Spare guitar bodies waiting to be turned into a new player’s dreams. |
Indistinguishable companies selling widgets and signs and accounting
services blend into the monotony of suburban America. But one of these
bland office parks happens to be the production facility for the company
that helped define rock and roll with the first mass-produced electric
guitar.
Fender has produced some of the most
recognizable instruments in modern music, with designs that have stood
the test of time. Founder Leo Fender—an electrical engineer by
trade—borrowed the prevailing trends of hot-rod cars from the late 1940s
and ‘50s to design the Stratocaster, Telecaster, Precision Bass, and
Jazz Bass, to name just a few of his company’s most famous designs.
Although refined ever-so-slightly over the years, these instruments’
designs have remained vastly unchanged since they first rolled off the
production line when Baby Boomers were still a glint in their parents’
eyes...
But building all of these instruments and accessories is still a very
manual process.
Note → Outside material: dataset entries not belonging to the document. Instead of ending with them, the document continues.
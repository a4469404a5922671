//! Built-in `Array` method signatures.
//!
//! There is no generic class model for `Array<T>`, so the element-dependent
//! signatures of the built-in methods are hard-coded here. Each entry records
//! how the result relates to the receiver's element type `T`, how many
//! arguments its callback takes, and a short variance note.

use crate::types::*;
use crate::TypeInterner;
use once_cell::sync::Lazy;
use rustc_hash::FxHashMap;

#[derive(Copy, Clone, Debug, PartialEq, Eq)]
pub enum ArrayMethodResult {
    /// `U[]` where `U` is the callback's return type.
    MappedArray,
    /// `T[]`.
    SameArray,
    /// `T | undefined`.
    ElementOrUndefined,
    Number,
    Boolean,
    String,
    Void,
    /// Initializer type if given, else the callback's return type.
    Accumulator,
    /// Callback return type unwrapped one array level, then wrapped.
    FlatMapped,
    /// Element type unwrapped one array level, then wrapped.
    Flattened,
    /// `number[]`.
    NumberArray,
    /// `[number, T][]`, approximated as `(number | T)[][]`.
    Entries,
}

#[derive(Copy, Clone, Debug, PartialEq, Eq)]
pub enum CallbackShape {
    None,
    /// `(value: T, index: number, array: T[])`
    Element,
    /// `(accumulator: A, value: T, index: number, array: T[])`
    Reducer,
    /// `(a: T, b: T)`
    Comparator,
}

#[derive(Clone, Debug)]
pub struct ArrayMethodSignature {
    pub name: &'static str,
    pub callback: CallbackShape,
    pub result: ArrayMethodResult,
    /// `length` is a property, not a method.
    pub is_property: bool,
    pub variance: &'static str,
}

const fn method(
    name: &'static str,
    callback: CallbackShape,
    result: ArrayMethodResult,
    variance: &'static str,
) -> ArrayMethodSignature {
    ArrayMethodSignature {
        name,
        callback,
        result,
        is_property: false,
        variance,
    }
}

use ArrayMethodResult as R;
use CallbackShape as C;

static ARRAY_METHODS: &[ArrayMethodSignature] = &[
    ArrayMethodSignature {
        name: "length",
        callback: C::None,
        result: R::Number,
        is_property: true,
        variance: "always number",
    },
    method("map", C::Element, R::MappedArray, "result element is the callback return"),
    method("filter", C::Element, R::SameArray, "preserves the element type exactly"),
    method("find", C::Element, R::ElementOrUndefined, "element or undefined"),
    method("findIndex", C::Element, R::Number, "index, -1 when absent"),
    method("indexOf", C::None, R::Number, "index, -1 when absent"),
    method("lastIndexOf", C::None, R::Number, "index, -1 when absent"),
    method("some", C::Element, R::Boolean, "predicate result"),
    method("every", C::Element, R::Boolean, "predicate result"),
    method("includes", C::None, R::Boolean, "membership"),
    method("reduce", C::Reducer, R::Accumulator, "accumulator from initializer, else callback return"),
    method("reduceRight", C::Reducer, R::Accumulator, "accumulator from initializer, else callback return"),
    method("forEach", C::Element, R::Void, "callback result is discarded"),
    method("flatMap", C::Element, R::FlatMapped, "callback return flattened one level"),
    method("flat", C::None, R::Flattened, "element flattened one level"),
    method("concat", C::None, R::SameArray, "preserves the element type"),
    method("slice", C::None, R::SameArray, "preserves the element type"),
    method("reverse", C::None, R::SameArray, "in place, same array"),
    method("sort", C::Comparator, R::SameArray, "in place, same array"),
    method("fill", C::None, R::SameArray, "in place, same array"),
    method("splice", C::None, R::SameArray, "removed elements"),
    method("join", C::None, R::String, "always string"),
    method("push", C::None, R::Number, "new length"),
    method("unshift", C::None, R::Number, "new length"),
    method("pop", C::None, R::ElementOrUndefined, "undefined when empty"),
    method("shift", C::None, R::ElementOrUndefined, "undefined when empty"),
    method("at", C::None, R::ElementOrUndefined, "undefined when out of range"),
    method("keys", C::None, R::NumberArray, "indices"),
    method("entries", C::None, R::Entries, "index/value pairs"),
    method("values", C::None, R::SameArray, "elements"),
];

static ARRAY_METHOD_INDEX: Lazy<FxHashMap<&'static str, usize>> = Lazy::new(|| {
    ARRAY_METHODS
        .iter()
        .enumerate()
        .map(|(i, sig)| (sig.name, i))
        .collect()
});

pub fn lookup_array_method(name: &str) -> Option<&'static ArrayMethodSignature> {
    ARRAY_METHOD_INDEX.get(name).map(|&i| &ARRAY_METHODS[i])
}

/// All entries in table order.
pub fn array_methods() -> &'static [ArrayMethodSignature] {
    ARRAY_METHODS
}

/// Parameter types the callback of `sig` receives for an array of `element`.
/// `accumulator` is the initializer type for reducers.
pub fn callback_parameter_types(
    interner: &TypeInterner,
    sig: &ArrayMethodSignature,
    element: TypeId,
    accumulator: Option<TypeId>,
) -> Vec<TypeId> {
    let array = interner.array(element);
    match sig.callback {
        CallbackShape::None => Vec::new(),
        CallbackShape::Element => vec![element, TypeId::NUMBER, array],
        CallbackShape::Reducer => vec![
            accumulator.unwrap_or(element),
            element,
            TypeId::NUMBER,
            array,
        ],
        CallbackShape::Comparator => vec![element, element],
    }
}

/// Result type of calling `sig` on an array of `element`.
pub fn array_method_return_type(
    interner: &TypeInterner,
    sig: &ArrayMethodSignature,
    element: TypeId,
    callback_return: Option<TypeId>,
    initializer: Option<TypeId>,
) -> TypeId {
    match sig.result {
        R::MappedArray => interner.array(callback_return.unwrap_or(TypeId::ANY)),
        R::SameArray => interner.array(element),
        R::ElementOrUndefined => interner.union2(element, TypeId::UNDEFINED),
        R::Number => TypeId::NUMBER,
        R::Boolean => TypeId::BOOLEAN,
        R::String => TypeId::STRING,
        R::Void => TypeId::VOID,
        R::Accumulator => initializer.or(callback_return).unwrap_or(element),
        R::FlatMapped => {
            let produced = callback_return.unwrap_or(TypeId::ANY);
            interner.array(flatten_once(interner, produced))
        }
        R::Flattened => interner.array(flatten_once(interner, element)),
        R::NumberArray => interner.array(TypeId::NUMBER),
        R::Entries => {
            let pair = interner.array(interner.union2(TypeId::NUMBER, element));
            interner.array(pair)
        }
    }
}

/// The member type of `sig` on an array of `element`, as shown in
/// completions and hover. Callback results are `any`.
pub fn array_method_type(interner: &TypeInterner, sig: &ArrayMethodSignature, element: TypeId) -> TypeId {
    if sig.is_property {
        return array_method_return_type(interner, sig, element, None, None);
    }
    let mut params = Vec::new();
    let callback_params = callback_parameter_types(interner, sig, element, None);
    if !callback_params.is_empty() {
        let names: &[&str] = match sig.callback {
            CallbackShape::Reducer => &["accumulator", "value", "index", "array"],
            CallbackShape::Comparator => &["a", "b"],
            _ => &["value", "index", "array"],
        };
        let callback = interner.function(FunctionShape::new(
            names
                .iter()
                .zip(callback_params)
                .map(|(name, ty)| ParamInfo::required(interner.intern_string(name), ty))
                .collect(),
            TypeId::ANY,
        ));
        params.push(ParamInfo::required(interner.intern_string("callback"), callback));
        if sig.callback == CallbackShape::Reducer {
            params.push(ParamInfo::optional(
                interner.intern_string("initialValue"),
                TypeId::ANY,
            ));
        }
    } else {
        match sig.name {
            "indexOf" | "lastIndexOf" | "includes" => {
                params.push(ParamInfo::required(interner.intern_string("value"), element));
            }
            "push" | "unshift" | "concat" => {
                params.push(ParamInfo::rest(
                    interner.intern_string("items"),
                    interner.array(element),
                ));
            }
            "join" => {
                params.push(ParamInfo::optional(
                    interner.intern_string("separator"),
                    TypeId::STRING,
                ));
            }
            "at" => {
                params.push(ParamInfo::required(interner.intern_string("index"), TypeId::NUMBER));
            }
            _ => {}
        }
    }
    let result = match sig.result {
        R::MappedArray | R::FlatMapped => interner.array(TypeId::ANY),
        R::Accumulator => TypeId::ANY,
        _ => array_method_return_type(interner, sig, element, None, None),
    };
    interner.function(FunctionShape::new(params, result))
}

fn flatten_once(interner: &TypeInterner, ty: TypeId) -> TypeId {
    let members: Vec<TypeId> = interner
        .union_members(ty)
        .into_iter()
        .map(|member| interner.array_element(member).unwrap_or(member))
        .collect();
    interner.union(members)
}

#[cfg(test)]
#[path = "../tests/array_methods_tests.rs"]
mod tests;
//! Symbols and lexical scopes for scry.
//!
//! - `symbols`: `Symbol`, `SymbolKind`, the symbol arena and completion items
//! - `scopes`: the scope tree arena shared by both scope owners below
//! - `scope_manager`: the offset-ranged scope stack driven by the checker
//! - `symbol_table`: a line-indexed variant with range invalidation for editors
//! - `globals`: the host environment seeded into every global scope

pub mod globals;
pub mod scope_manager;
pub mod scopes;
pub mod symbol_table;
pub mod symbols;

pub use globals::seed_globals;
pub use scope_manager::ScopeManager;
pub use scopes::{Scope, ScopeArena, ScopeId, ScopeKind, ScopeOptions};
pub use symbol_table::SymbolTable;
pub use symbols::{
    CompletionItem, CompletionKind, DeclarationKind, Symbol, SymbolArena, SymbolFlags, SymbolId,
    SymbolKind, Visibility,
};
The Corona factory produces most of Fender’s high-end
and custom guitars, and can produce a few hundred instruments per day.
While some parts of the building process are aided by longstanding
computer-aided technologies—like CNC milling machines used to cut the
basic shape of a guitar out of wood—the guitars are still hand-sanded,
their fretboards crafted with individually hammered-out pieces of metal.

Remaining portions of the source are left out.